President Lyndon B. Johnson had had enough. While the Detroit uprising was still underway, he appointed the National Advisory Commission on Civil Disorders, also known as the Kerner Commission, to investigate these civil unrest. Johnson tasked the commission with determining “What happened? Why it happened? What can be done to prevent this from happening again and again?“
The 11-member commission, with Illinois Governor Otto Kerner as chairman, had two black members, Edward Brooke, then a U.S. senator from Massachusetts, and Roy Wilkins, head of the NAACP. The group came up with findings that did not please Johnson or many others. Instead of finding that outside agitators or troublemakers instigated these uprisings, the commission placed the blame squarely on white racism. “White racism is essentially responsible for the explosive mixture that has been accumulating in our cities since the end of the World War.” the commission said. But the Kerner Commission did not stop there. He went on to offer a clear and extremely helpful definition of racism. Racism is not simple hatred or prejudice based on skin color. Racism occurred when power was added to prejudice: the power to affect someone's life physically, economically, educationally, politically, or otherwise.
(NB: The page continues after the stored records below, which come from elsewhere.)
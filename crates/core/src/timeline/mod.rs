use std::{
    cell::Cell,
    rc::Rc,
    time::{Duration, Instant},
};

use crate::{
    host::ProcessingContext, AudioGraphHandle, BeatDetector, Color, FrequencySampler,
};

/// Monotonic time source shared by playback and the frame loop.
pub trait Clock {
    fn now(&self) -> Duration;
}

/// Wall clock measured from its creation. Clones share the origin.
#[derive(Debug, Clone, Copy)]
pub struct SystemClock {
    origin: Instant,
}

impl SystemClock {
    pub fn new() -> Self {
        Self {
            origin: Instant::now(),
        }
    }
}

impl Default for SystemClock {
    fn default() -> Self {
        Self::new()
    }
}

impl Clock for SystemClock {
    fn now(&self) -> Duration {
        self.origin.elapsed()
    }
}

/// Clock that only moves when told to. Clones share the same time.
#[derive(Debug, Clone, Default)]
pub struct ManualClock {
    now: Rc<Cell<Duration>>,
}

impl ManualClock {
    pub fn new() -> Self {
        Self::default()
    }

    pub fn set(&self, now: Duration) {
        self.now.set(now);
    }

    pub fn advance(&self, delta: Duration) {
        self.now.set(self.now.get() + delta);
    }
}

impl Clock for ManualClock {
    fn now(&self) -> Duration {
        self.now.get()
    }
}

/// Per-frame scheduling primitive: yields control until the next frame and
/// returns its timestamp.
pub trait FrameClock {
    fn next_frame(&mut self) -> Duration;
}

/// Sleeps the current thread to hold a fixed frame rate. Late frames are not
/// made up for.
#[derive(Debug, Clone)]
pub struct RealtimeFrames {
    clock: SystemClock,
    interval: Duration,
    deadline: Duration,
}

impl RealtimeFrames {
    pub fn new(clock: SystemClock, interval: Duration) -> Self {
        Self {
            deadline: clock.now(),
            clock,
            interval,
        }
    }
}

impl FrameClock for RealtimeFrames {
    fn next_frame(&mut self) -> Duration {
        self.deadline += self.interval;
        let now = self.clock.now();
        if self.deadline > now {
            std::thread::sleep(self.deadline - now);
        } else {
            self.deadline = now;
        }
        self.clock.now()
    }
}

/// Advances a [`ManualClock`] by a fixed step per frame.
#[derive(Debug, Clone)]
pub struct SimulatedFrames {
    clock: ManualClock,
    interval: Duration,
}

impl SimulatedFrames {
    pub fn new(clock: ManualClock, interval: Duration) -> Self {
        Self { clock, interval }
    }

    /// 60 frames per second.
    pub fn sixty_hz(clock: ManualClock) -> Self {
        Self::new(clock, Duration::from_micros(16_667))
    }
}

impl FrameClock for SimulatedFrames {
    fn next_frame(&mut self) -> Duration {
        self.clock.advance(self.interval);
        self.clock.now()
    }
}

/// Outcome of one [`Scheduler::tick`].
#[derive(Debug, Clone, Copy, PartialEq, Eq)]
pub enum Tick {
    /// The loop is not running; no further tick should be scheduled.
    Stopped,
    /// Sampled and classified, no beat.
    Quiet,
    /// A beat fired and the color policy picked this color.
    Beat(Color),
}

#[derive(Debug, Default)]
struct LoopFlags {
    running: Cell<bool>,
    generation: Cell<u64>,
}

/// Shared stop switch of a [`Scheduler`]. Every start and every stop opens a
/// new generation; a tick only reports results of the generation it began in.
#[derive(Debug, Clone, Default)]
pub struct LoopControl {
    flags: Rc<LoopFlags>,
}

impl LoopControl {
    pub fn is_running(&self) -> bool {
        self.flags.running.get()
    }

    /// Idempotent.
    pub fn stop(&self) {
        if self.flags.running.replace(false) {
            self.bump();
        }
    }

    fn arm(&self) {
        self.flags.running.set(true);
        self.bump();
    }

    fn generation(&self) -> u64 {
        self.flags.generation.get()
    }

    fn bump(&self) {
        self.flags.generation.set(self.flags.generation.get() + 1);
    }
}

/// Ties the frame cadence to beat detection.
///
/// Each tick pulls one sample, runs one detector step and, on a beat, asks
/// the color callback for the next background.
pub struct Scheduler {
    sampler: FrequencySampler,
    detector: BeatDetector,
    on_beat: Option<Box<dyn FnMut() -> Color>>,
    control: LoopControl,
    ticks: u64,
}

impl Scheduler {
    pub fn new(sampler: FrequencySampler, detector: BeatDetector) -> Self {
        Self {
            sampler,
            detector,
            on_beat: None,
            control: LoopControl::default(),
            ticks: 0,
        }
    }

    /// Arms the loop with a fresh detector state.
    pub fn start(&mut self, on_beat: impl FnMut() -> Color + 'static) {
        self.detector.reset();
        self.on_beat = Some(Box::new(on_beat));
        self.control.arm();
        tracing::debug!("beat scheduler armed");
    }

    /// Safe to call at any time, any number of times.
    pub fn stop(&mut self) {
        if self.control.is_running() {
            tracing::debug!(ticks = self.ticks, "beat scheduler stopped");
        }
        self.control.stop();
        self.on_beat = None;
    }

    pub fn is_running(&self) -> bool {
        self.control.is_running()
    }

    /// Handle that can stop the loop from inside the color callback or from
    /// any other code on the same thread.
    pub fn control(&self) -> LoopControl {
        self.control.clone()
    }

    pub fn detector(&self) -> &BeatDetector {
        &self.detector
    }

    pub fn ticks(&self) -> u64 {
        self.ticks
    }

    /// Runs one frame. `graph` is `None` until the audio graph exists, which
    /// reads as an empty sample and never as a beat.
    pub fn tick<C: ProcessingContext>(
        &mut self,
        graph: Option<&mut AudioGraphHandle<C>>,
        now: Duration,
    ) -> Tick {
        if !self.control.is_running() {
            return Tick::Stopped;
        }

        let generation = self.control.generation();
        self.ticks += 1;

        let sample = self.sampler.sample(graph);
        if !self.detector.step(&sample, now) {
            return Tick::Quiet;
        }

        let Some(on_beat) = self.on_beat.as_mut() else {
            return Tick::Quiet;
        };
        let color = on_beat();

        if self.control.generation() != generation {
            tracing::debug!(%color, "loop stopped during the beat callback, dropping color");
            return Tick::Stopped;
        }
        Tick::Beat(color)
    }
}

impl std::fmt::Debug for Scheduler {
    fn fmt(&self, f: &mut std::fmt::Formatter<'_>) -> std::fmt::Result {
        f.debug_struct("Scheduler")
            .field("sampler", &self.sampler)
            .field("detector", &self.detector)
            .field("running", &self.control.is_running())
            .field("ticks", &self.ticks)
            .finish()
    }
}
use std::{path::Path, time::Duration};

use serde::{Deserialize, Serialize};

use crate::{Color, PartyError, Result};

/// Top-level configuration structure for the application.
#[derive(Debug, Clone, Default, Serialize, Deserialize)]
#[serde(default)]
pub struct AppConfig {
    pub audio: AudioConfig,
    pub detector: DetectorConfig,
    pub party: PartyConfig,
}

impl AppConfig {
    pub fn live_defaults() -> Self {
        Self::default()
    }

    /// Parses a JSON document. Missing sections and fields fall back to
    /// their defaults.
    pub fn from_json_str(json: &str) -> Result<Self> {
        let config: Self = serde_json::from_str(json)?;
        config.validate()?;
        Ok(config)
    }

    pub fn from_json_file(path: impl AsRef<Path>) -> Result<Self> {
        let contents = std::fs::read_to_string(path)?;
        Self::from_json_str(&contents)
    }

    pub fn to_json_pretty(&self) -> Result<String> {
        Ok(serde_json::to_string_pretty(self)?)
    }

    /// Rejects values the audio graph or the detector cannot work with.
    pub fn validate(&self) -> Result<()> {
        self.audio.validate()?;
        self.detector.validate()?;
        self.party.validate()
    }
}

/// Configuration specific to the audio graph and its analyser.
#[derive(Debug, Clone, Serialize, Deserialize)]
#[serde(default)]
pub struct AudioConfig {
    /// Media reference handed to the host when the player is created.
    pub source: String,
    pub looping: bool,
    /// FFT window length. The analyser exposes `fft_size / 2` bins, fixed
    /// for the lifetime of the graph.
    pub fft_size: usize,
    /// Time-averaging constant applied between successive analyser reads.
    pub smoothing: f32,
    pub min_decibels: f32,
    pub max_decibels: f32,
}

impl AudioConfig {
    pub fn bin_count(&self) -> usize {
        self.fft_size / 2
    }

    fn validate(&self) -> Result<()> {
        if !self.fft_size.is_power_of_two() || !(32..=32_768).contains(&self.fft_size) {
            return Err(PartyError::InvalidConfig(format!(
                "fft_size must be a power of two between 32 and 32768, got {}",
                self.fft_size
            )));
        }
        if !(0.0..=1.0).contains(&self.smoothing) {
            return Err(PartyError::InvalidConfig(format!(
                "smoothing must lie in [0, 1], got {}",
                self.smoothing
            )));
        }
        if self.min_decibels >= self.max_decibels {
            return Err(PartyError::InvalidConfig(format!(
                "min_decibels ({}) must be below max_decibels ({})",
                self.min_decibels, self.max_decibels
            )));
        }
        Ok(())
    }
}

impl Default for AudioConfig {
    fn default() -> Self {
        Self {
            source: "moichammoi.wav".to_string(),
            looping: true,
            fft_size: 512,
            smoothing: 0.8,
            min_decibels: -100.0,
            max_decibels: -30.0,
        }
    }
}

/// Sensitivity knobs of the beat detector.
#[derive(Debug, Clone, Serialize, Deserialize)]
#[serde(default)]
pub struct DetectorConfig {
    /// Required rise of the bass average over the tracked volume.
    pub threshold: f32,
    /// Bass averages at or below this value never count as beats.
    pub minimum_floor: f32,
    pub cooldown_ms: u64,
    /// The bass band is the lowest `1 / bass_divisor` of the bins.
    pub bass_divisor: usize,
}

impl DetectorConfig {
    pub fn cooldown(&self) -> Duration {
        Duration::from_millis(self.cooldown_ms)
    }

    fn validate(&self) -> Result<()> {
        if self.bass_divisor == 0 {
            return Err(PartyError::InvalidConfig(
                "bass_divisor must be at least 1".to_string(),
            ));
        }
        if !self.threshold.is_finite() || !self.minimum_floor.is_finite() {
            return Err(PartyError::InvalidConfig(
                "threshold and minimum_floor must be finite".to_string(),
            ));
        }
        Ok(())
    }
}

impl Default for DetectorConfig {
    fn default() -> Self {
        Self {
            threshold: 10.0,
            minimum_floor: 30.0,
            cooldown_ms: 150,
            bass_divisor: 8,
        }
    }
}

#[derive(Debug, Clone, Serialize, Deserialize)]
#[serde(default)]
pub struct PartyConfig {
    pub initial_background: String,
    /// Target cadence of the real-time frame source.
    pub frame_rate: f32,
}

impl PartyConfig {
    pub fn initial_background(&self) -> Result<Color> {
        self.initial_background.parse()
    }

    pub fn frame_interval(&self) -> Duration {
        Duration::from_secs_f32(1.0 / self.frame_rate)
    }

    fn validate(&self) -> Result<()> {
        self.initial_background()?;
        if !(self.frame_rate.is_finite() && self.frame_rate > 0.0) {
            return Err(PartyError::InvalidConfig(format!(
                "frame_rate must be positive, got {}",
                self.frame_rate
            )));
        }
        Ok(())
    }
}

impl Default for PartyConfig {
    fn default() -> Self {
        Self {
            initial_background: "#FFFFFF".to_string(),
            frame_rate: 60.0,
        }
    }
}
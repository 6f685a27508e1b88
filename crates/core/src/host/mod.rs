//! Capabilities the core expects from the platform it runs on.
//!
//! The lifecycle manager, the sampler and the scheduler are written against
//! these traits only. [`crate::audio`] provides an in-process implementation;
//! other platforms plug in their own media element and processing graph.

use std::fmt;

use crate::{AnalyserOptions, Result};

/// Opaque identifier of a node inside a [`ProcessingContext`].
#[derive(Debug, Clone, Copy, PartialEq, Eq, Hash)]
pub struct NodeId(u32);

impl NodeId {
    pub const fn new(raw: u32) -> Self {
        Self(raw)
    }

    pub const fn raw(self) -> u32 {
        self.0
    }
}

impl fmt::Display for NodeId {
    fn fmt(&self, f: &mut fmt::Formatter<'_>) -> fmt::Result {
        write!(f, "#{}", self.0)
    }
}

/// Runtime state of a processing context as reported by the host.
#[derive(Debug, Clone, Copy, PartialEq, Eq)]
pub enum ContextState {
    Running,
    /// Hosts may suspend an idle context on their own.
    Suspended,
    Closed,
}

/// Playable media with a single source reference.
pub trait MediaElement {
    fn source(&self) -> &str;

    fn set_looping(&mut self, looping: bool);

    /// Starts or resumes playback. Hosts that require a user gesture fail
    /// with [`crate::PartyError::PlaybackDenied`].
    fn play(&mut self) -> Result<()>;

    fn pause(&mut self);

    fn is_playing(&self) -> bool;
}

/// Audio-processing graph able to route a media element through an analyser
/// to the output.
pub trait ProcessingContext {
    type Media: MediaElement;

    fn state(&self) -> ContextState;

    fn resume(&mut self) -> Result<()>;

    /// Releases every node. A closed context cannot be reopened.
    fn close(&mut self) -> Result<()>;

    fn create_media_source(&mut self, media: &Self::Media) -> Result<NodeId>;

    fn create_analyser(&mut self, options: &AnalyserOptions) -> Result<NodeId>;

    fn connect(&mut self, from: NodeId, to: NodeId) -> Result<()>;

    fn connect_to_destination(&mut self, from: NodeId) -> Result<()>;

    /// Removes every outgoing connection of `node`.
    fn disconnect(&mut self, node: NodeId) -> Result<()>;

    /// Fills `out` with the analyser's current per-bin energy, 0 to 255.
    fn byte_frequency_data(&mut self, analyser: NodeId, out: &mut [u8]) -> Result<()>;
}

/// Factory for processing contexts.
pub trait AudioHost {
    type Media: MediaElement;
    type Context: ProcessingContext<Media = Self::Media>;

    fn create_context(&mut self) -> Result<Self::Context>;
}
#[cfg(test)]
mod tests {
    use super::*;
    use crate::ManualClock;

    fn ms(value: u64) -> Duration {
        Duration::from_millis(value)
    }

    fn ramp_player(clock: &ManualClock) -> PcmPlayer {
        // One second at 1 kHz, sample value = index / 1000.
        let samples = (0..1_000).map(|n| n as f32 / 1_000.0).collect();
        let track = PcmTrack::from_samples("ramp.wav", 1_000, samples);
        PcmPlayer::new(track, Rc::new(clock.clone()))
    }

    fn window(player: &PcmPlayer, len: usize) -> Vec<f32> {
        let mut out = vec![f32::NAN; len];
        player.transport.borrow().fill_window(&mut out);
        out
    }

    #[test]
    fn playhead_follows_the_clock() {
        let clock = ManualClock::new();
        let mut player = ramp_player(&clock);
        player.play().unwrap();
        clock.advance(ms(250));
        assert_eq!(player.position(), ms(250));

        player.pause();
        clock.advance(ms(500));
        assert_eq!(player.position(), ms(250));
        assert!(!player.is_playing());
        assert!(window(&player, 4).iter().all(|&value| value == 0.0));
    }

    #[test]
    fn window_ends_at_the_playhead() {
        let clock = ManualClock::new();
        let mut player = ramp_player(&clock);
        player.play().unwrap();

        clock.advance(ms(2));
        assert_eq!(window(&player, 4), vec![0.0, 0.0, 0.0, 0.001]);

        clock.advance(ms(98));
        assert_eq!(window(&player, 2), vec![0.098, 0.099]);
    }

    #[test]
    fn looping_wraps_around() {
        let clock = ManualClock::new();
        let mut player = ramp_player(&clock);
        player.set_looping(true);
        player.play().unwrap();

        clock.advance(ms(1_002));
        assert!(player.is_playing());
        assert_eq!(window(&player, 4), vec![0.998, 0.999, 0.0, 0.001]);
    }

    #[test]
    fn one_shot_playback_ends_and_restarts() {
        let clock = ManualClock::new();
        let mut player = ramp_player(&clock);
        player.play().unwrap();
        clock.advance(ms(1_500));
        assert!(!player.is_playing());
        assert!(window(&player, 4).iter().all(|&value| value == 0.0));

        player.play().unwrap();
        clock.advance(ms(10));
        assert_eq!(player.position(), ms(10));
    }

    #[test]
    fn blocked_autoplay_denies_playback() {
        let clock = ManualClock::new();
        let mut player = ramp_player(&clock);
        player.set_autoplay_blocked(true);
        let err = player.play().unwrap_err();
        assert!(matches!(err, PartyError::PlaybackDenied(_)));
        assert!(!player.is_playing());

        player.set_autoplay_blocked(false);
        player.play().unwrap();
        assert!(player.is_playing());
    }

    #[test]
    fn media_feeds_at_most_one_source_node() {
        let clock = ManualClock::new();
        let player = ramp_player(&clock);
        let mut context = SoftwareContext::new();
        context.create_media_source(&player).unwrap();

        let err = context.create_media_source(&player).unwrap_err();
        assert!(matches!(err, PartyError::SourceAlreadyAttached(_)));

        let mut other = SoftwareContext::new();
        assert!(other.create_media_source(&player).is_err());
        context.close().unwrap();
        assert!(other.create_media_source(&player).is_ok());
    }

    #[test]
    fn analyser_refuses_a_second_source() {
        let clock = ManualClock::new();
        let first = ramp_player(&clock);
        let second = ramp_player(&clock);
        let mut context = SoftwareContext::new();
        let a = context.create_media_source(&first).unwrap();
        let b = context.create_media_source(&second).unwrap();
        let analyser = context.create_analyser(&AnalyserOptions::default()).unwrap();

        context.connect(a, analyser).unwrap();
        assert!(matches!(
            context.connect(a, analyser),
            Err(PartyError::AlreadyConnected(_))
        ));
        assert!(matches!(
            context.connect(b, analyser),
            Err(PartyError::AlreadyConnected(_))
        ));
        assert_eq!(context.connected_sources(), 1);

        context.disconnect(a).unwrap();
        context.connect(b, analyser).unwrap();
        assert_eq!(context.connected_sources(), 1);
    }

    #[test]
    fn suspended_context_is_not_ready() {
        let mut context = SoftwareContext::new();
        let analyser = context.create_analyser(&AnalyserOptions::default()).unwrap();
        let mut out = vec![0u8; 256];
        context.byte_frequency_data(analyser, &mut out).unwrap();

        context.suspend();
        assert!(matches!(
            context.byte_frequency_data(analyser, &mut out),
            Err(PartyError::NotReady(_))
        ));
        context.resume().unwrap();
        assert!(context.byte_frequency_data(analyser, &mut out).is_ok());
    }

    #[test]
    fn closed_context_fails_fast() {
        let mut context = SoftwareContext::new();
        context.close().unwrap();
        assert_eq!(context.state(), ContextState::Closed);
        assert!(matches!(context.resume(), Err(PartyError::GraphClosed)));
        assert!(matches!(
            context.create_analyser(&AnalyserOptions::default()),
            Err(PartyError::GraphClosed)
        ));
        assert!(matches!(context.close(), Err(PartyError::GraphClosed)));
    }

    #[test]
    fn host_counts_contexts() {
        let mut host = SoftwareHost::new();
        let _first = host.create_context().unwrap();
        let _second = host.create_context().unwrap();
        assert_eq!(host.contexts_created(), 2);

        host.fail_next_context();
        assert!(matches!(host.create_context(), Err(PartyError::Message(_))));
        assert!(host.create_context().is_ok());
        assert_eq!(host.contexts_created(), 3);
    }

    #[test]
    fn decodes_stereo_wav_to_mono() {
        let path = std::env::temp_dir().join(format!(
            "party-picker-decode-{}.wav",
            std::process::id()
        ));
        let spec = hound::WavSpec {
            channels: 2,
            sample_rate: 8_000,
            bits_per_sample: 16,
            sample_format: hound::SampleFormat::Int,
        };
        let mut writer = hound::WavWriter::create(&path, spec).unwrap();
        for _ in 0..100 {
            writer.write_sample(16_384_i16).unwrap();
            writer.write_sample(0_i16).unwrap();
        }
        writer.finalize().unwrap();

        let track = PcmTrack::from_wav_file(&path).unwrap();
        std::fs::remove_file(&path).ok();

        assert_eq!(track.sample_rate(), 8_000);
        assert_eq!(track.len(), 100);
        assert_eq!(track.duration(), Duration::from_secs_f64(100.0 / 8_000.0));
        assert!(track.source().ends_with(".wav"));
    }
}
Black or white, anyone can have prejudices. I may not like you because of your skin color, and that makes me prejudiced. But that doesn't automatically make me a racist unless I also have the power to impact your life because of my biases. There are few, if any, areas of American life where black people have such power. So Sheryl Swoopes was right. Black people can't be racist, but that doesn't mean they can't be prejudiced. They can.
This definition of racism opens the door to an intelligent and important conversation about the power gap between blacks and whites. One that makes a distinction between racism and prejudice. Police brutality, violence overwhelmingly between whites and blacks, is an example of physically enacted racism. Redlining, where black people cannot buy homes or receive loans in certain areas, is a form of economic racism. Preventing the teaching of black history is a form of educational racism. Making it harder for black people to vote is a form of political racism. A black woman who disparages the skills and career options of a white basketball player may be prejudiced, but that does not rise to the level of racism defined by the Kerner Commission.
If we don't talk about race in this country, all we will do is fight over it, often with deadly consequences. Today there are too many examples of racism in which violence, collective punishment and genocide are presented as alternatives to dialogue.
And if we're going to talk about race, a common starting point is necessary, and a decent definition of racism is as good as any other. By saying that black people cannot be racist, Sheryl Swoopes opened a path to the basket for a difficult but essential conversation and a path toward restorative rather than retributive justice.
Clyde W. Ford's latest book is “Of Blood and Sweat: Black Lives and the Creation of White Power and Wealth.” He is a contributing writer for Opinion.